Lavoro

Partita Iva e contratto dipendente, possono coesistere? Cosa dice la Legge

La Partita Iva e il contratto dipendente possono coesistere? Ecco che cosa dice la legge a riguardo, non è come pensate.

La Partita Iva e il contratto dipendente sono due modalità di lavoro completamente diverse. Il primo caso è riservato a tutti i lavoratori autonomi che gestiscono un’attività o sono freelance, mentre nel secondo caso si ha un accordo con una determinata azienda per ricevere mensilmente compensi e godere di benefici come la malattia e la tredicesima.

Ecco quando partita Iva e contratto dipendente possono coesistere – Codiciateco.it

Ma le due cose possono coesistere? In realtà sì, è possibile esercitare in contemporanea un’attività come autonomo con partita IVA e una da lavoratore dipendente sotto contratto. Ci sono però alcuni aspetti dei quali è bene tenere conto, ecco che cosa dice la Legge a riguardo. In questo modo non rischierete più nulla e potrete portare avanti le due attività in modo totalmente legale.

Partita Iva e contratto dipendente: ecco che cosa dice la Legge

Ci sono alcuni aspetti a cui bisogna fare molta attenzione quando si esercitano contemporaneamente le due attività di autonomo con Partita Iva e dipendente sotto contratto. In particolare per ciò che riguarda possibili clausole di non concorrenza od orari di lavoro da rispettare.

Cosa dice la Legge su Partita Iva e contratto dipendente in contemporanea – Codiciateco.it

Per prima cosa, un dipendente privato deve sapere che può aprire una partita IVA a patto che non ci sia concorrenza tra le due attività. Sebbene non vi sia un obbligo di comunicazione al proprio datore di lavoro, per rispetto ed onestà sarebbe sempre buona cosa farlo. Anche per riuscire a conciliare le due mansioni senza intoppi.

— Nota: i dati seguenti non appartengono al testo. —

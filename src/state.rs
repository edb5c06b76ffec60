//! Application state management for the monitor.
//!
//! This module defines the shared application state that is passed
//! to HTTP handlers and owned alongside the background sampler.

use prometheus::Registry;
use std::sync::Arc;
use std::time::Instant;

use crate::config::Config;
use crate::metrics::SoftwareMetrics;
use crate::sampler::Sampler;
use crate::store::TimeSeriesStore;

/// Type alias for shared application state.
pub type SharedState = Arc<AppState>;

/// Global application state shared across requests and background tasks.
pub struct AppState {
    pub registry: Registry,
    pub metrics: SoftwareMetrics,
    pub store: Arc<TimeSeriesStore>,
    pub sampler: Arc<Sampler>,
    pub config: Arc<Config>,
    /// Server start time for uptime calculation.
    pub start_time: Instant,
}

impl AppState {
    /// Builds state with a fresh Prometheus registry.
    pub fn new(
        store: Arc<TimeSeriesStore>,
        sampler: Arc<Sampler>,
        config: Config,
    ) -> Result<Self, prometheus::Error> {
        let registry = Registry::new();
        let metrics = SoftwareMetrics::new(&registry)?;
        Ok(Self {
            registry,
            metrics,
            store,
            sampler,
            config: Arc::new(config),
            start_time: Instant::now(),
        })
    }
}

Per quanto riguarda i dipendenti pubblici, invece, non è possibile accedere a questa via. Se si lavora per la Pubblica Amministrazione, infatti, si firma in via esclusiva. Ci sono però alcune eccezioni, come per esempio i docenti che possono lavorare anche da privati per lesioni extra. Altre clausole sono l’apertura di un incarico temporaneo ed occasionale senza conflitto di interessi e che venga svolto al di fuori dell’orario di servizio.

Per quanto riguarda i contributi da versare all’INPS, dipende molto dalla gestione previdenziale della Partita IVA. È inoltre possibile godere del regime forfettario se il reddito percepito nell’anno precedente è inferiore all’importo di 30.000 euro. Se anche voi siete interessati a questa modalità, sappiate che ci sono alcune attività che ad oggi sono maggiormente gettonate per far conciliare l’autonomo e il dipendente. Per esempio la consulenza informatica e di marketing, l’e-commerce, lo sviluppo di siti internet o di app per smartphone e computer.